To provide employers, workers, and other interested parties with a list of alternate occupational exposure limits that may serve to better protect workers, OSHA has annotated the existing Z-Tables with other selected occupational exposure limits. OSHA has chosen to present a side-by-side table with the Cal/OSHA PELs, the NIOSH Recommended Exposure Limits (RELs) and the ACGIH® TLVs®s. The tables list air concentration limits, but do not include notations for skin absorption or sensitization.

OSHA’s mandatory PELs in the Z-Tables remain in effect. However, OSHA recommends that employers consider using the alternative occupational exposure limits because the Agency believes that exposures above some of these alternative occupational exposure limits may be hazardous to workers, even when the exposure levels are in compliance with the relevant PELs.
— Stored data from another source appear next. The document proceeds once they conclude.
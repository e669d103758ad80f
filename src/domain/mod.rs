//! Domain layer containing business logic and domain types.
//!
//! # Module Organization
//!
//! - `foundation` - Shared domain primitives (IDs, timestamps, errors)
//! - `subscription` - Plans, ledger records, provider events and webhook processing

pub mod foundation;
pub mod subscription;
  • California Division of Occupational Safety and Health (Cal/OSHA) Permissible Exposure Limits (PELs). Cal/OSHA has established an extensive list of PELs (Cal/OSHA AC-1 Table) that are enforced in workplaces under its jurisdiction. Cal/OSHA PELs are promulgated under statutory requirements for risk and feasibility that are no less protective than the OSH Act. Though not enforceable in establishments outside of Cal/OSHA’s jurisdiction, the PELs can provide information on acceptable levels of chemicals in the workplace. Of all the states that have OSHA-approved State Plans, California has the most extensive list of OELs.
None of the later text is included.